Shifting the Burden of Care
With aging populations, countries around the world are set to face shortages of elder care workers. In response, there has been growing investment in robotics designed to improve the lives of senior citizens.
There are two main types of elder care robots: those that automate physical tasks and socially assistive robots. Certain manufacturers and lawmakers hope to implement these technologies on a wide scale to reduce physical injuries and cognitive decline in older adults, allowing them to live happier lives while decreasing the burden on human caregivers.
Prototypes
Examples of robots that automate physical tasks include:
- robotic exoskeletons, which can help people get in and out of bed, sit on chairs or the toilet, and prevent falls;
- robots that transport items throughout hospitals, delivering medicine, meals, supplies and tests; and
- robots that perform various small tasks, such as disinfecting surfaces, opening doors, carrying objects and pressing elevator buttons.
There are also socially assistive robots, which have the following abilities:
- entertainment, such as telling jokes, playing bingo and leading karaoke;
- reading human emotions and socializing with them accordingly; and
- mimicking playful animals, providing the elderly with a companion.
Japan’s Experience
While the developments in this field have been encouraging, it is unclear whether these machines can be successfully integrated into elder care settings. If we use Japan’s efforts as a case study, it appears that doing so may be an uphill battle.
Japan has been developing elder care robots for over two decades, with more than $300 million spent funding research and development by the national government alone. However, integration of these machines has not been smooth sailing.
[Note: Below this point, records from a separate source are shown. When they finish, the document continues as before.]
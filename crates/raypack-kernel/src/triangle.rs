//! Möller–Trumbore leaf intersection with nearest-first filter retry.

use raypack_math::Vec3;

use crate::filter::{FilterDecision, GeometryLookup};
use crate::node::{Triangle, MAX_LEAF_PRIMITIVES};
use crate::ray::{RayHit, TraceRay};
use crate::settings::TraversalSettings;
use crate::stats::TraversalStats;

/// A hit under consideration, handed to filter callbacks.
#[derive(Debug, Clone, Copy, PartialEq)]
pub struct HitCandidate {
    /// Ray origin.
    pub org: Vec3,
    /// Ray direction.
    pub dir: Vec3,
    /// Distance along the ray.
    pub t: f32,
    /// First barycentric coordinate.
    pub u: f32,
    /// Second barycentric coordinate.
    pub v: f32,
    /// Geometric normal of the triangle.
    pub ng: Vec3,
    /// Geometry id.
    pub geom_id: u32,
    /// Primitive id.
    pub prim_id: u32,
    /// Ids of the triangle that produced the hit, before any filter amendment.
    pub(crate) key: HitKey,
}

/// `(geom_id, prim_id)` of a triangle; the smaller key wins between hits at
/// the same distance.
pub(crate) type HitKey = (u32, u32);

impl HitCandidate {
    /// Hit point `org + t * dir`.
    pub fn point(&self) -> Vec3 {
        self.org + self.dir * self.t
    }

    pub(crate) fn as_ray_hit(&self) -> RayHit {
        RayHit {
            u: self.u,
            v: self.v,
            ng: self.ng,
            geom_id: self.geom_id,
            prim_id: self.prim_id,
        }
    }
}

/// Which filter a leaf query consults.
#[derive(Debug, Clone, Copy, PartialEq, Eq)]
pub(crate) enum HitKind {
    Closest,
    Occlusion,
}

/// Surviving candidates of one leaf for one ray; bit `i` marks primitive `i`.
struct Candidates {
    valid: u32,
    t: [f32; MAX_LEAF_PRIMITIVES],
    u: [f32; MAX_LEAF_PRIMITIVES],
    v: [f32; MAX_LEAF_PRIMITIVES],
    key: [HitKey; MAX_LEAF_PRIMITIVES],
}

impl Candidates {
    /// Slot with the smallest `t`, smallest key on ties.
    fn nearest(&self) -> Option<usize> {
        let mut best: Option<usize> = None;
        let mut bits = self.valid;
        while bits != 0 {
            let i = bits.trailing_zeros() as usize;
            bits &= bits - 1;
            if best.map_or(true, |b| (self.t[i], self.key[i]) < (self.t[b], self.key[b])) {
                best = Some(i);
            }
        }
        best
    }
}

/// Test `ray` against every triangle of a leaf.
fn leaf_candidates(
    tris: &[Triangle],
    ray: &TraceRay,
    settings: &TraversalSettings,
    stats: &mut TraversalStats,
) -> Candidates {
    debug_assert!(tris.len() <= MAX_LEAF_PRIMITIVES);
    let mut out = Candidates {
        valid: 0,
        t: [0.0; MAX_LEAF_PRIMITIVES],
        u: [0.0; MAX_LEAF_PRIMITIVES],
        v: [0.0; MAX_LEAF_PRIMITIVES],
        key: [(0, 0); MAX_LEAF_PRIMITIVES],
    };

    for (i, tri) in tris.iter().enumerate().take(MAX_LEAF_PRIMITIVES) {
        stats.primitives += 1;

        let e1 = tri.v0 - tri.v1;
        let e2 = tri.v2 - tri.v0;
        let c = tri.v0 - ray.org;
        let den = tri.ng.dot(&ray.dir);
        if settings.backface_culling && !(den > 0.0) {
            continue;
        }
        let rcp_den = 1.0 / den;

        // NaN from a zero denominator fails every comparison below
        let r = ray.dir.cross(&c);
        let u = r.dot(&e2) * rcp_den;
        let v = r.dot(&e1) * rcp_den;
        if !(u >= 0.0 && v >= 0.0 && u + v <= 1.0) {
            continue;
        }

        let t = c.dot(&tri.ng) * rcp_den;
        if !(t >= ray.tnear && t <= ray.tfar) {
            continue;
        }
        let key = (tri.geom_id, tri.prim_id);
        // at tfar itself only a smaller key displaces the hit already held
        if t == ray.tfar && ray.held.map_or(false, |held| held <= key) {
            continue;
        }
        if settings.ray_mask && tri.mask & ray.mask == 0 {
            continue;
        }

        out.valid |= 1 << i;
        out.t[i] = t;
        out.u[i] = u;
        out.v[i] = v;
        out.key[i] = key;
    }
    out
}

/// Nearest candidate of a leaf that its geometry's filter accepts.
///
/// Candidates are tried in `(t, geom_id, prim_id)` order. Rejected ones are
/// removed and the next one is tried until one is accepted or none remain. A filter may amend the barycentrics,
/// normal and ids of the candidate it accepts, never its ray or distance.
pub(crate) fn intersect_leaf<G: GeometryLookup + ?Sized>(
    kind: HitKind,
    tris: &[Triangle],
    ray: &TraceRay,
    settings: &TraversalSettings,
    geometry: &G,
    stats: &mut TraversalStats,
) -> Option<HitCandidate> {
    let mut candidates = leaf_candidates(tris, ray, settings, stats);

    while let Some(i) = candidates.nearest() {
        let tri = &tris[i];
        let mut hit = HitCandidate {
            org: ray.org,
            dir: ray.dir,
            t: candidates.t[i],
            u: candidates.u[i],
            v: candidates.v[i],
            ng: tri.ng,
            geom_id: tri.geom_id,
            prim_id: tri.prim_id,
            key: candidates.key[i],
        };

        let decision = match geometry.geometry(tri.geom_id) {
            Some(geom) if kind == HitKind::Closest && geom.has_intersection_filter() => {
                geom.intersection_filter(&mut hit)
            }
            Some(geom) if kind == HitKind::Occlusion && geom.has_occlusion_filter() => {
                geom.occlusion_filter(&hit)
            }
            _ => FilterDecision::Accept,
        };

        match decision {
            FilterDecision::Accept => {
                hit.org = ray.org;
                hit.dir = ray.dir;
                hit.t = candidates.t[i];
                return Some(hit);
            }
            FilterDecision::Reject => candidates.valid &= !(1 << i),
        }
    }
    None
}

#[cfg(test)]
mod tests {
    use super::*;
    use crate::filter::{Geometry, NoFilters};
    use approx::assert_relative_eq;
    use std::sync::atomic::{AtomicUsize, Ordering};

    fn unit_tri(z: f32, prim_id: u32) -> Triangle {
        Triangle::new(
            Vec3::new(0.0, 0.0, z),
            Vec3::new(1.0, 0.0, z),
            Vec3::new(0.0, 1.0, z),
            0,
            prim_id,
        )
    }

    fn down_ray(x: f32, y: f32) -> TraceRay {
        TraceRay::new(
            Vec3::new(x, y, 10.0),
            Vec3::new(0.0, 0.0, -1.0),
            0.0,
            f32::INFINITY,
            u32::MAX,
        )
    }

    fn closest<G: GeometryLookup + ?Sized>(
        tris: &[Triangle],
        ray: &TraceRay,
        settings: &TraversalSettings,
        geometry: &G,
    ) -> Option<HitCandidate> {
        let mut stats = TraversalStats::default();
        intersect_leaf(HitKind::Closest, tris, ray, settings, geometry, &mut stats)
    }

    #[test]
    fn test_hit_barycentrics() {
        let tris = [unit_tri(0.0, 3)];
        let hit = closest(&tris, &down_ray(0.25, 0.5), &Default::default(), &NoFilters).unwrap();
        assert_relative_eq!(hit.t, 10.0);
        assert_relative_eq!(hit.u, 0.25);
        assert_relative_eq!(hit.v, 0.5);
        assert_eq!(hit.prim_id, 3);
        assert_relative_eq!(hit.point().z, 0.0);
    }

    #[test]
    fn test_miss_outside_aperture() {
        let tris = [unit_tri(0.0, 0)];
        assert!(closest(&tris, &down_ray(0.75, 0.75), &Default::default(), &NoFilters).is_none());
        assert!(closest(&tris, &down_ray(-0.1, 0.5), &Default::default(), &NoFilters).is_none());
    }

    #[test]
    fn test_parallel_ray_misses() {
        let tris = [unit_tri(0.0, 0)];
        let ray = TraceRay::new(
            Vec3::new(-1.0, 0.25, 0.0),
            Vec3::x(),
            0.0,
            f32::INFINITY,
            u32::MAX,
        );
        assert!(closest(&tris, &ray, &Default::default(), &NoFilters).is_none());
    }

    #[test]
    fn test_depth_interval() {
        let tris = [unit_tri(0.0, 0)];
        let mut ray = down_ray(0.2, 0.2);
        ray.tfar = 9.0;
        assert!(closest(&tris, &ray, &Default::default(), &NoFilters).is_none());
        ray.tfar = 10.0;
        assert!(closest(&tris, &ray, &Default::default(), &NoFilters).is_some());
        ray.tnear = 10.5;
        ray.tfar = 20.0;
        assert!(closest(&tris, &ray, &Default::default(), &NoFilters).is_none());
    }

    #[test]
    fn test_nearest_of_leaf() {
        let tris = [unit_tri(-2.0, 0), unit_tri(3.0, 1), unit_tri(1.0, 2)];
        let hit = closest(&tris, &down_ray(0.2, 0.2), &Default::default(), &NoFilters).unwrap();
        assert_eq!(hit.prim_id, 1);
        assert_relative_eq!(hit.t, 7.0);
    }

    #[test]
    fn test_equal_distance_prefers_smaller_ids() {
        let mut far_geom = unit_tri(0.0, 1);
        far_geom.geom_id = 2;
        let tris = [unit_tri(0.0, 7), far_geom, unit_tri(0.0, 5)];
        let hit = closest(&tris, &down_ray(0.2, 0.2), &Default::default(), &NoFilters).unwrap();
        assert_eq!((hit.geom_id, hit.prim_id), (0, 5));
    }

    #[test]
    fn test_held_hit_kept_at_equal_distance() {
        let tris = [unit_tri(0.0, 5)];
        let mut ray = down_ray(0.2, 0.2);
        ray.tfar = 10.0;
        ray.held = Some((0, 3));
        assert!(closest(&tris, &ray, &Default::default(), &NoFilters).is_none());
        ray.held = Some((0, 8));
        assert_eq!(closest(&tris, &ray, &Default::default(), &NoFilters).unwrap().prim_id, 5);
        // nearer hits win whatever their ids
        ray.held = Some((0, 3));
        ray.tfar = 10.5;
        assert!(closest(&tris, &ray, &Default::default(), &NoFilters).is_some());
    }

    #[test]
    fn test_backface_culling() {
        // ng = (0, 0, -1) for this winding; a downward ray gives den > 0
        let tris = [unit_tri(0.0, 0)];
        let cull = TraversalSettings {
            backface_culling: true,
            ..Default::default()
        };
        assert!(closest(&tris, &down_ray(0.2, 0.2), &cull, &NoFilters).is_some());
        let up = TraceRay::new(
            Vec3::new(0.2, 0.2, -10.0),
            Vec3::z(),
            0.0,
            f32::INFINITY,
            u32::MAX,
        );
        assert!(closest(&tris, &up, &cull, &NoFilters).is_none());
        assert!(closest(&tris, &up, &Default::default(), &NoFilters).is_some());
    }

    #[test]
    fn test_ray_mask() {
        let tris = [unit_tri(0.0, 0).with_mask(0b10)];
        let masked = TraversalSettings {
            ray_mask: true,
            ..Default::default()
        };
        let mut ray = down_ray(0.2, 0.2);
        ray.mask = 0b01;
        assert!(closest(&tris, &ray, &masked, &NoFilters).is_none());
        assert!(closest(&tris, &ray, &Default::default(), &NoFilters).is_some());
        ray.mask = 0b11;
        assert!(closest(&tris, &ray, &masked, &NoFilters).is_some());
    }

    struct RejectPrims {
        rejected: Vec<u32>,
        calls: AtomicUsize,
    }

    impl Geometry for RejectPrims {
        fn has_intersection_filter(&self) -> bool {
            true
        }

        fn has_occlusion_filter(&self) -> bool {
            true
        }

        fn intersection_filter(&self, hit: &mut HitCandidate) -> FilterDecision {
            self.calls.fetch_add(1, Ordering::Relaxed);
            if self.rejected.contains(&hit.prim_id) {
                FilterDecision::Reject
            } else {
                FilterDecision::Accept
            }
        }

        fn occlusion_filter(&self, hit: &HitCandidate) -> FilterDecision {
            let mut hit = *hit;
            self.intersection_filter(&mut hit)
        }
    }

    #[test]
    fn test_filter_retry_takes_next_nearest() {
        let tris = [unit_tri(0.0, 0), unit_tri(5.0, 1), unit_tri(2.0, 2)];
        let scene = vec![RejectPrims {
            rejected: vec![1, 2],
            calls: AtomicUsize::new(0),
        }];
        let hit = closest(&tris, &down_ray(0.2, 0.2), &Default::default(), &scene).unwrap();
        assert_eq!(hit.prim_id, 0);
        assert_eq!(scene[0].calls.load(Ordering::Relaxed), 3);
    }

    #[test]
    fn test_filter_rejects_all() {
        let tris = [unit_tri(0.0, 0), unit_tri(5.0, 1)];
        let scene = vec![RejectPrims {
            rejected: vec![0, 1],
            calls: AtomicUsize::new(0),
        }];
        let mut stats = TraversalStats::default();
        let ray = down_ray(0.2, 0.2);
        let settings = TraversalSettings::default();
        assert!(intersect_leaf(HitKind::Occlusion, &tris, &ray, &settings, &scene, &mut stats).is_none());
        assert_eq!(stats.primitives, 2);
    }

    struct Amend;

    impl Geometry for Amend {
        fn has_intersection_filter(&self) -> bool {
            true
        }

        fn intersection_filter(&self, hit: &mut HitCandidate) -> FilterDecision {
            hit.prim_id += 100;
            FilterDecision::Accept
        }
    }

    #[test]
    fn test_filter_amends_candidate() {
        let tris = [unit_tri(0.0, 4)];
        let hit = closest(&tris, &down_ray(0.2, 0.2), &Default::default(), &vec![Amend]).unwrap();
        assert_eq!(hit.prim_id, 104);
        assert_eq!(hit.key, (0, 4));
    }
}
Two main factors have influenced the slow uptake.
First, the robots fail to save labour, and tend to create more work for caregivers. Care robots require transportation from room to room, proper storage, maintenance, cleaning and constant monitoring. The time and effort that caregivers spend on the machines could otherwise be spent interacting with care patients or nursing home residents.
Second, many of the robots fail to fulfill their intended purposes. Some physical assistance robots do not adequately perform their tasks, such as robotic exoskeletons that can only comfortably lift certain people. Some social assistance robots also fail to reduce the repetitive behaviour patterns of those with severe dementia. Examples include a robotic seal that confused certain residents and caused them to become obsessed with it, and an entertainment robot that could only perform a small set of songs and exercise routines, causing boredom after just a few weeks.
What’s Next?
Despite Japan’s rocky experience, interest in care robots continues. The European Union invested €85 million ($103 million) in a research and development program called “Robotics for Ageing Well” between 2015 and 2020. The UK government announced an investment of £34 million ($48 million) for social assistance robots in 2019, although that Government has since been replaced and the status of the proposed investment is now unclear. Hopefully, continued investment and technological progress can spark the creation of more advanced machines that carry out their intended purposes and successfully save labour.
Have a wonderful day,
Suzana Popovic-Montag & James Macfarlane.